**EXERCISE:** For the records below, report how many lines include the word "most". Only the number should appear.

[Saved data entries]
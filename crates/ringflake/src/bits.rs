use core::fmt;

use crate::error::{Error, Result};

/// Bit partition of a 64-bit identifier.
///
/// An identifier packs three fields below a fixed zero sign bit, from most
/// to least significant:
///
/// ```text
///  Bit Index:  high bits                               low bits
///              +------+---------------+------------+--------------+
///  Field:      | sign | delta seconds | worker id  | sequence     |
///              +------+---------------+------------+--------------+
///              |  1   |      T        |     W      |      S       |
///              |<------------- MSB -- 64 bits -- LSB ------------>|
/// ```
///
/// `1 + T + W + S` must equal 64. The widths are chosen once at startup,
/// so the layout is a runtime value rather than a type-level constant:
/// the same deployment can trade timestamp range for worker count or
/// per-second throughput without recompiling.
///
/// # Example
/// ```
/// use ringflake::BitLayout;
///
/// let layout = BitLayout::new(28, 22, 13).unwrap();
/// let uid = layout.allocate(3, 5, 7);
/// assert_eq!(layout.parse(uid), (3, 5, 7));
/// ```
#[derive(Clone, Copy, Debug, PartialEq, Eq)]
pub struct BitLayout {
    timestamp_bits: u32,
    worker_bits: u32,
    sequence_bits: u32,

    max_delta_seconds: i64,
    max_worker_id: i64,
    max_sequence: i64,

    timestamp_shift: u32,
    worker_shift: u32,
}

impl BitLayout {
    /// Total width of an identifier.
    pub const TOTAL_BITS: u32 = 64;

    /// The sign bit is fixed to zero to keep identifiers nonnegative.
    pub const SIGN_BITS: u32 = 1;

    /// Creates a layout from the three field widths.
    ///
    /// # Errors
    /// Returns [`Error::InvalidConfig`] unless the widths, plus the sign
    /// bit, cover exactly 64 bits. A zero `sequence_bits` is permitted:
    /// it degenerates to one identifier per second.
    pub fn new(timestamp_bits: u32, worker_bits: u32, sequence_bits: u32) -> Result<Self> {
        let allocated = Self::SIGN_BITS + timestamp_bits + worker_bits + sequence_bits;
        if allocated != Self::TOTAL_BITS {
            return Err(Error::InvalidConfig {
                reason: format!(
                    "bit widths must cover exactly {} bits, got 1 + {timestamp_bits} + \
                     {worker_bits} + {sequence_bits} = {allocated}",
                    Self::TOTAL_BITS
                ),
            });
        }

        Ok(Self {
            timestamp_bits,
            worker_bits,
            sequence_bits,
            max_delta_seconds: !(-1_i64 << timestamp_bits),
            max_worker_id: !(-1_i64 << worker_bits),
            max_sequence: !(-1_i64 << sequence_bits),
            timestamp_shift: worker_bits + sequence_bits,
            worker_shift: sequence_bits,
        })
    }

    /// Packs the three fields into one identifier.
    ///
    /// The fields are OR-ed after shifting, with no masking: callers are
    /// responsible for pre-validating that each value fits its width. The
    /// sign bit stays clear for any in-range inputs.
    pub const fn allocate(&self, delta_seconds: i64, worker_id: i64, sequence: i64) -> i64 {
        (delta_seconds << self.timestamp_shift) | (worker_id << self.worker_shift) | sequence
    }

    /// Recovers `(delta_seconds, worker_id, sequence)` from an identifier.
    pub const fn parse(&self, uid: i64) -> (i64, i64, i64) {
        let sequence = uid & self.max_sequence;
        let worker_id = (uid >> self.worker_shift) & self.max_worker_id;
        let delta_seconds = (uid >> self.timestamp_shift) & self.max_delta_seconds;
        (delta_seconds, worker_id, sequence)
    }

    /// Width of the timestamp field.
    pub const fn timestamp_bits(&self) -> u32 {
        self.timestamp_bits
    }

    /// Width of the worker-id field.
    pub const fn worker_bits(&self) -> u32 {
        self.worker_bits
    }

    /// Width of the sequence field.
    pub const fn sequence_bits(&self) -> u32 {
        self.sequence_bits
    }

    /// Largest representable number of seconds since the epoch.
    pub const fn max_delta_seconds(&self) -> i64 {
        self.max_delta_seconds
    }

    /// Largest representable worker id.
    pub const fn max_worker_id(&self) -> i64 {
        self.max_worker_id
    }

    /// Largest representable intra-second sequence.
    pub const fn max_sequence(&self) -> i64 {
        self.max_sequence
    }

    /// Left shift applied to the timestamp field.
    pub const fn timestamp_shift(&self) -> u32 {
        self.timestamp_shift
    }

    /// Left shift applied to the worker-id field.
    pub const fn worker_shift(&self) -> u32 {
        self.worker_shift
    }
}

/// Decoded view of an identifier, for diagnostics.
///
/// `timestamp` is absolute wall-clock seconds (the configured epoch plus
/// the embedded delta). The `Display` rendering is a JSON-shaped string
/// meant for log lines and debugging; it is not a stable machine format.
#[derive(Clone, Copy, Debug, PartialEq, Eq, Hash)]
#[cfg_attr(feature = "serde", derive(serde::Serialize, serde::Deserialize))]
pub struct ParsedUid {
    pub uid: i64,
    /// Seconds since the Unix epoch at which the identifier was minted,
    /// per the generator's logical clock.
    pub timestamp: i64,
    pub worker_id: i64,
    pub sequence: i64,
}

impl fmt::Display for ParsedUid {
    fn fmt(&self, f: &mut fmt::Formatter<'_>) -> fmt::Result {
        write!(
            f,
            "{{\"UID\":\"{}\",\"timestamp\":\"{}\",\"workerId\":\"{}\",\"sequence\":\"{}\"}}",
            self.uid, self.timestamp, self.worker_id, self.sequence
        )
    }
}
//! Error types for cached UID generation.
//!
//! This module defines the central `Error` enum covering every failure a
//! generator can report. Startup problems (`InvalidConfig`,
//! `WorkerIdAssignment`) are fatal for construction; `BufferEmpty` is a
//! transient consumer-side condition that callers may retry;
//! `CapacityExhausted` means the timestamp field has been used up and the
//! process can no longer produce identifiers.
//!
//! Invariant violations inside the ring buffer (a cursor moving backward, a
//! slot whose flag is not in the expected state at consume time) are not
//! represented here: they indicate memory corruption or a coordination bug
//! and abort via `assert!`.

/// A result type defaulting to the crate-wide [`Error`].
pub type Result<T, E = Error> = core::result::Result<T, E>;

/// Unified error type for UID generation.
#[derive(Clone, thiserror::Error, Debug)]
#[non_exhaustive]
pub enum Error {
    /// A startup parameter failed validation.
    #[error("invalid configuration: {reason}")]
    InvalidConfig { reason: String },

    /// The logical clock advanced past what the timestamp field can hold.
    ///
    /// Once raised, every later padding pass fails the same way: the
    /// generator is permanently out of identifiers.
    #[error("timestamp field exhausted: delta {delta_seconds}s exceeds max {max_delta_seconds}s")]
    CapacityExhausted {
        delta_seconds: i64,
        max_delta_seconds: i64,
    },

    /// A consumer found the ring buffer empty.
    ///
    /// Transient: the padding executor refills the ring in the background,
    /// so callers may retry.
    #[error("no cached UID available: the ring buffer is empty")]
    BufferEmpty,

    /// The worker-id assigner could not produce an identity for this
    /// process.
    #[error("worker id assignment failed: {context}")]
    WorkerIdAssignment { context: String },
}
use core::time::Duration;
use std::sync::{Arc, Weak, mpsc};
use std::thread::{self, JoinHandle};

use crossbeam_utils::CachePadded;
use parking_lot::Mutex;
use portable_atomic::{AtomicBool, AtomicI64, Ordering};

use crate::buffer::policy::PaddingListener;
use crate::buffer::ring::RingBuffer;
use crate::error::Result;
use crate::time::current_second;

/// Supplies the batch of identifiers for one logical second.
///
/// Must return exactly one full second's worth of identifiers (the
/// layout's `max_sequence + 1`), in increasing order. Errors mean the
/// second cannot be represented any more (timestamp field exhausted) and
/// permanently end padding.
pub type UidProvider = Box<dyn Fn(i64) -> Result<Vec<i64>> + Send + Sync>;

enum Signal {
    Pad,
    Stop,
}

/// Owns the ring buffer's single producer.
///
/// The executor advances a logical "next second" counter and pushes that
/// second's precomputed batch into the ring, one identifier at a time,
/// until the ring rejects a put. Three triggers share one interlock (the
/// `running` flag), so at most one padding pass is in flight at any
/// moment:
///
/// - a synchronous fill ([`padding_buffer`]), run on the caller at
///   startup;
/// - an asynchronous fill ([`async_padding`]), a non-blocking wake of the
///   dedicated worker thread, requested by consumers crossing the ring's
///   low-water mark;
/// - an optional periodic timer driving the asynchronous path.
///
/// The counter starts at the wall-clock second of construction and is
/// never re-read from the clock afterwards: under load it runs ahead of
/// real time, and a wall-clock regression cannot drag it backwards. The
/// price is that the timestamp field can be exhausted early; see
/// [`Error::CapacityExhausted`].
///
/// [`padding_buffer`]: PaddingExecutor::padding_buffer
/// [`async_padding`]: PaddingExecutor::async_padding
/// [`Error::CapacityExhausted`]: crate::Error::CapacityExhausted
pub struct PaddingExecutor {
    inner: Arc<PaddingInner>,
    schedule_interval: Option<Duration>,
    worker: Mutex<Option<JoinHandle<()>>>,
    scheduler: Mutex<Option<JoinHandle<()>>>,
}

struct PaddingInner {
    ring: Arc<RingBuffer>,
    provide: UidProvider,

    /// Last logical second a batch was produced for. Advanced by the
    /// padding loop only.
    last_second: CachePadded<AtomicI64>,
    /// True while one trigger is inside the padding loop.
    running: AtomicBool,
    stopped: AtomicBool,
    wake: mpsc::SyncSender<Signal>,
}

impl PaddingExecutor {
    /// Creates the executor and spawns its padding worker thread.
    ///
    /// `last_second` is seeded with the current wall-clock second; the
    /// epoch is subtracted later, by the provider, so the seed is
    /// equivalent to "start from now". Pass a `schedule_interval` to also
    /// pad on a timer; the timer does not start until [`start`] is
    /// called.
    ///
    /// [`start`]: PaddingExecutor::start
    pub fn new(
        ring: Arc<RingBuffer>,
        provide: UidProvider,
        schedule_interval: Option<Duration>,
    ) -> Self {
        // Capacity 1: a full slot means a wake-up is already queued, and
        // further requests coalesce with it.
        let (wake, signals) = mpsc::sync_channel(1);

        let inner = Arc::new(PaddingInner {
            ring,
            provide,
            last_second: CachePadded::new(AtomicI64::new(current_second())),
            running: AtomicBool::new(false),
            stopped: AtomicBool::new(false),
            wake,
        });

        let worker = {
            let inner = Arc::clone(&inner);
            thread::Builder::new()
                .name("ringflake-padding-worker".into())
                .spawn(move || worker_loop(&inner, &signals))
                .expect("failed to spawn padding worker thread")
        };

        Self {
            inner,
            schedule_interval,
            worker: Mutex::new(Some(worker)),
            scheduler: Mutex::new(None),
        }
    }

    /// Starts the periodic trigger, if an interval was configured.
    pub fn start(&self) {
        let Some(interval) = self.schedule_interval else {
            return;
        };
        let mut scheduler = self.scheduler.lock();
        if scheduler.is_some() {
            return;
        }
        let inner = Arc::downgrade(&self.inner);
        let handle = thread::Builder::new()
            .name("ringflake-padding-scheduler".into())
            .spawn(move || schedule_loop(&inner, interval))
            .expect("failed to spawn padding scheduler thread");
        *scheduler = Some(handle);
        tracing::info!("padding scheduler started, interval:{interval:?}");
    }

    /// Fills the ring on the calling thread until a put is rejected.
    ///
    /// # Errors
    /// Propagates [`Error::CapacityExhausted`] from the provider; nothing
    /// further is produced in that case.
    ///
    /// [`Error::CapacityExhausted`]: crate::Error::CapacityExhausted
    pub fn padding_buffer(&self) -> Result<()> {
        self.inner.padding_loop()
    }

    /// Requests an asynchronous fill.
    ///
    /// Non-blocking and idempotent: while a pass is running, or after
    /// shutdown, the request is dropped. Multiple threshold crossings
    /// collapse onto a single pass.
    pub fn async_padding(&self) {
        self.inner.async_padding();
    }

    /// Last logical second a batch has been produced for.
    pub fn last_second(&self) -> i64 {
        self.inner.last_second.load(Ordering::Acquire)
    }

    /// Builds the wake-up closure handed to the ring buffer's low-water
    /// trigger.
    ///
    /// Holds only a weak reference to the executor, so the buffer keeping
    /// the listener does not keep the executor alive.
    pub fn padding_listener(&self) -> PaddingListener {
        let inner = Arc::downgrade(&self.inner);
        Box::new(move || {
            if let Some(inner) = inner.upgrade() {
                inner.async_padding();
            }
        })
    }

    /// Stops the timer, signals the worker, and joins both threads.
    ///
    /// Idempotent. An in-flight padding pass finishes its current batch;
    /// after return, no further trigger is honored.
    pub fn shutdown(&self) {
        if self.inner.stopped.swap(true, Ordering::AcqRel) {
            return;
        }

        if let Some(scheduler) = self.scheduler.lock().take() {
            scheduler.thread().unpark();
            if scheduler.join().is_err() {
                tracing::error!("padding scheduler panicked during shutdown");
            }
        }

        if let Some(worker) = self.worker.lock().take() {
            let _ = self.inner.wake.send(Signal::Stop);
            if worker.join().is_err() {
                tracing::error!("padding worker panicked during shutdown");
            }
        }

        tracing::info!("padding executor shut down");
    }
}

impl Drop for PaddingExecutor {
    fn drop(&mut self) {
        self.shutdown();
    }
}

impl PaddingInner {
    fn async_padding(&self) {
        if self.stopped.load(Ordering::Acquire) || self.running.load(Ordering::Acquire) {
            return;
        }
        // A full wake slot already carries a pending request; coalesce.
        let _ = self.wake.try_send(Signal::Pad);
    }

    /// One padding pass: advance the logical second, produce its batch,
    /// put each identifier in order, and stop on the first rejected put.
    fn padding_loop(&self) -> Result<()> {
        // at most one trigger pads at a time
        if self
            .running
            .compare_exchange(false, true, Ordering::AcqRel, Ordering::Acquire)
            .is_err()
        {
            tracing::info!("padding already in progress. {:?}", self.ring);
            return Ok(());
        }

        tracing::info!(
            "padding pass starting, last_second:{}. {:?}",
            self.last_second.load(Ordering::Acquire),
            self.ring,
        );

        let result = self.fill_until_rejected();

        self.running.store(false, Ordering::Release);
        tracing::info!(
            "padding pass finished, last_second:{}. {:?}",
            self.last_second.load(Ordering::Acquire),
            self.ring,
        );
        result
    }

    fn fill_until_rejected(&self) -> Result<()> {
        loop {
            let second = self.last_second.fetch_add(1, Ordering::AcqRel) + 1;
            let uids = (self.provide)(second)?;
            for uid in uids {
                if !self.ring.put(uid) {
                    return Ok(());
                }
            }
        }
    }
}

fn worker_loop(inner: &PaddingInner, signals: &mpsc::Receiver<Signal>) {
    tracing::debug!("padding worker started");
    while let Ok(signal) = signals.recv() {
        match signal {
            Signal::Pad => {
                if inner.stopped.load(Ordering::Acquire) {
                    break;
                }
                if let Err(e) = inner.padding_loop() {
                    tracing::error!("padding pass aborted: {e}");
                }
            }
            Signal::Stop => break,
        }
    }
    tracing::debug!("padding worker stopped");
}

fn schedule_loop(inner: &Weak<PaddingInner>, interval: Duration) {
    loop {
        // Unparked early on shutdown; a spurious wake-up only means one
        // extra idempotent trigger.
        thread::park_timeout(interval);
        let Some(inner) = inner.upgrade() else {
            break;
        };
        if inner.stopped.load(Ordering::Acquire) {
            break;
        }
        inner.async_padding();
    }
    tracing::debug!("padding scheduler stopped");
}
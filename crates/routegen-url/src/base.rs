//! Process-wide cached base URL.

use parking_lot::RwLock;

use crate::config::ConfigProvider;
use crate::resolver::{UrlConfigError, resolve_base_url};

/// Memoizes the rendered base URL for the process lifetime.
///
/// The first successful [`build_url`](Self::build_url) (or
/// [`base_url`](Self::base_url)) call resolves and caches the base URL;
/// later calls reuse it without touching the provider until
/// [`invalidate`](Self::invalidate) clears the memo. Resolution failures are
/// not cached.
///
/// The constructor is `const`, so a cache can live in a `static`:
///
/// ```
/// use routegen_url::{BaseUrlCache, Section, StaticConfig};
///
/// static BASE_URL: BaseUrlCache = BaseUrlCache::new();
///
/// let config = StaticConfig::new()
///     .with_section("url", Section::new().with_host("example.com"));
/// let url = BASE_URL.build_url(&config, "/users/42").unwrap();
/// assert_eq!(url, "http://example.com/users/42");
/// ```
#[derive(Debug, Default)]
pub struct BaseUrlCache {
    cached: RwLock<Option<String>>,
}

impl BaseUrlCache {
    /// An empty cache.
    #[must_use]
    pub const fn new() -> Self {
        Self {
            cached: RwLock::new(None),
        }
    }

    /// The rendered base URL, resolving and caching it on first use.
    ///
    /// # Errors
    ///
    /// Propagates [`UrlConfigError`] from resolution when the cache is cold.
    pub fn base_url<C>(&self, config: &C) -> Result<String, UrlConfigError>
    where
        C: ConfigProvider + ?Sized,
    {
        if let Some(base) = self.cached.read().as_deref() {
            return Ok(base.to_string());
        }
        let resolved = resolve_base_url(config)?.to_string();
        let mut slot = self.cached.write();
        // A racing caller may have filled the slot; first write wins.
        Ok(slot.get_or_insert(resolved).clone())
    }

    /// Concatenate the cached base URL with `path`.
    ///
    /// # Errors
    ///
    /// Propagates [`UrlConfigError`] from resolution when the cache is cold.
    pub fn build_url<C>(&self, config: &C, path: &str) -> Result<String, UrlConfigError>
    where
        C: ConfigProvider + ?Sized,
    {
        let mut url = self.base_url(config)?;
        url.push_str(path);
        Ok(url)
    }

    /// Clear the memo so the next call re-resolves from configuration.
    pub fn invalidate(&self) {
        *self.cached.write() = None;
    }
}
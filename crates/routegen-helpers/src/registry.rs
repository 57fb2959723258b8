//! The compiled helper registry.
//!
//! [`HelperSet::build`] is the Helper Emitter: each route with a helper name
//! is compiled exactly once and registered under its
//! `(helper, action, arity)` signature. Helper names form one flat
//! namespace, so a signature collision is a fatal build error — overwriting
//! would hide a routing ambiguity. Routes without a helper name are skipped
//! silently.

use std::collections::HashMap;
use std::collections::hash_map::Entry;
use std::fmt;

use routegen_core::{PathValue, ReservedKeys, Route};
use routegen_url::append_query;

use crate::template::{PathTemplate, RenderError};

#[derive(Debug, Clone, PartialEq, Eq, Hash)]
struct HelperKey {
    helper: String,
    action: String,
    arity: usize,
}

/// One compiled route helper: the template plus the route's reserved keys.
///
/// This is the "generated callable" form — immutable, created once per
/// build, pure at call time.
#[derive(Debug, Clone)]
pub struct Helper {
    template: PathTemplate,
    reserved: ReservedKeys,
}

impl Helper {
    /// Render the path for exactly the bound parameters.
    pub fn path(&self, args: &[PathValue]) -> Result<String, RenderError> {
        self.template.render(args)
    }

    /// Render the path, then append unreserved extra parameters as a query
    /// string.
    ///
    /// Extra keys that collide with the route's own binding names are
    /// dropped silently; with no surviving extras this equals
    /// [`path`](Self::path).
    pub fn path_with<I, K, V>(&self, args: &[PathValue], extra: I) -> Result<String, RenderError>
    where
        I: IntoIterator<Item = (K, V)>,
        K: fmt::Display,
        V: fmt::Display,
    {
        let path = self.template.render(args)?;
        Ok(append_query(&path, extra, &self.reserved))
    }

    /// The compiled template.
    #[must_use]
    pub fn template(&self) -> &PathTemplate {
        &self.template
    }

    /// The route's reserved query keys.
    #[must_use]
    pub fn reserved_keys(&self) -> &ReservedKeys {
        &self.reserved
    }
}

/// All helpers generated from a route set, keyed by
/// `(helper, action, arity)`.
///
/// # Example
///
/// ```
/// use routegen_core::{Route, RoutePattern};
/// use routegen_helpers::{HelperSet, path_args};
///
/// let helpers = HelperSet::build([
///     Route::new(
///         "show",
///         RoutePattern::builder().literal("users").param("id").build(),
///     )
///     .with_helper("user"),
///     Route::new("health", RoutePattern::builder().literal("up").build()),
/// ])
/// .unwrap();
///
/// // The unnamed route contributed nothing.
/// assert_eq!(helpers.len(), 1);
/// assert_eq!(
///     helpers.path("user", "show", &path_args![42]).unwrap(),
///     "/users/42"
/// );
/// ```
#[derive(Debug, Clone, Default)]
pub struct HelperSet {
    helpers: HashMap<HelperKey, Helper>,
}

impl HelperSet {
    /// Compile every named route into the registry.
    ///
    /// # Errors
    ///
    /// [`HelperConflict`] when two routes collide on
    /// `(helper, action, arity)`. The whole build fails; no partial set is
    /// returned.
    pub fn build<I>(routes: I) -> Result<Self, HelperConflict>
    where
        I: IntoIterator<Item = Route>,
    {
        let mut helpers = HashMap::new();
        for route in routes {
            let Some(name) = route.helper() else {
                continue;
            };
            let template = PathTemplate::compile(route.pattern());
            let key = HelperKey {
                helper: name.to_string(),
                action: route.action().to_string(),
                arity: template.arity(),
            };
            match helpers.entry(key) {
                Entry::Occupied(existing) => {
                    let key = existing.key();
                    return Err(HelperConflict {
                        helper: key.helper.clone(),
                        action: key.action.clone(),
                        arity: key.arity,
                    });
                }
                Entry::Vacant(slot) => {
                    slot.insert(Helper {
                        template,
                        reserved: route.reserved_keys(),
                    });
                }
            }
        }
        Ok(Self { helpers })
    }

    /// Look up the compiled helper for a signature.
    #[must_use]
    pub fn get(&self, helper: &str, action: &str, arity: usize) -> Option<&Helper> {
        self.helpers.get(&HelperKey {
            helper: helper.to_string(),
            action: action.to_string(),
            arity,
        })
    }

    /// Render a path with exactly the bound parameters.
    ///
    /// Equivalent to [`path_with`](Self::path_with) with empty extras.
    pub fn path(
        &self,
        helper: &str,
        action: &str,
        args: &[PathValue],
    ) -> Result<String, PathError> {
        Ok(self.lookup(helper, action, args.len())?.path(args)?)
    }

    /// Render a path and append unreserved extra parameters as a query
    /// string.
    pub fn path_with<I, K, V>(
        &self,
        helper: &str,
        action: &str,
        args: &[PathValue],
        extra: I,
    ) -> Result<String, PathError>
    where
        I: IntoIterator<Item = (K, V)>,
        K: fmt::Display,
        V: fmt::Display,
    {
        Ok(self.lookup(helper, action, args.len())?.path_with(args, extra)?)
    }

    /// Number of compiled helpers.
    #[must_use]
    pub fn len(&self) -> usize {
        self.helpers.len()
    }

    /// Whether no route contributed a helper.
    #[must_use]
    pub fn is_empty(&self) -> bool {
        self.helpers.is_empty()
    }

    fn lookup(&self, helper: &str, action: &str, arity: usize) -> Result<&Helper, PathError> {
        self.get(helper, action, arity)
            .ok_or_else(|| PathError::UnknownHelper {
                helper: helper.to_string(),
                action: action.to_string(),
                arity,
            })
    }
}

/// Fatal build-time collision on a helper signature.
#[derive(Debug, Clone, PartialEq, Eq)]
pub struct HelperConflict {
    /// The colliding helper name.
    pub helper: String,
    /// The colliding action tag.
    pub action: String,
    /// The colliding arity.
    pub arity: usize,
}

impl fmt::Display for HelperConflict {
    fn fmt(&self, f: &mut fmt::Formatter<'_>) -> fmt::Result {
        write!(
            f,
            "helper {}/{} with {} parameter(s) is declared by more than one route",
            self.helper, self.action, self.arity
        )
    }
}

impl std::error::Error for HelperConflict {}

/// Call-time errors from the registry surface.
#[derive(Debug, Clone, PartialEq, Eq)]
pub enum PathError {
    /// No helper is registered under the signature.
    UnknownHelper {
        /// Requested helper name.
        helper: String,
        /// Requested action tag.
        action: String,
        /// Arity implied by the argument count.
        arity: usize,
    },
    /// The helper was found but the arguments did not fit its pattern.
    Render(RenderError),
}

impl fmt::Display for PathError {
    fn fmt(&self, f: &mut fmt::Formatter<'_>) -> fmt::Result {
        match self {
            Self::UnknownHelper {
                helper,
                action,
                arity,
            } => write!(
                f,
                "no helper {helper}/{action} taking {arity} parameter(s)"
            ),
            Self::Render(err) => write!(f, "{err}"),
        }
    }
}

impl std::error::Error for PathError {
    fn source(&self) -> Option<&(dyn std::error::Error + 'static)> {
        match self {
            Self::UnknownHelper { .. } => None,
            Self::Render(err) => Some(err),
        }
    }
}

impl From<RenderError> for PathError {
    fn from(err: RenderError) -> Self {
        Self::Render(err)
    }
}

**COMPLETED EXERCISE:** 3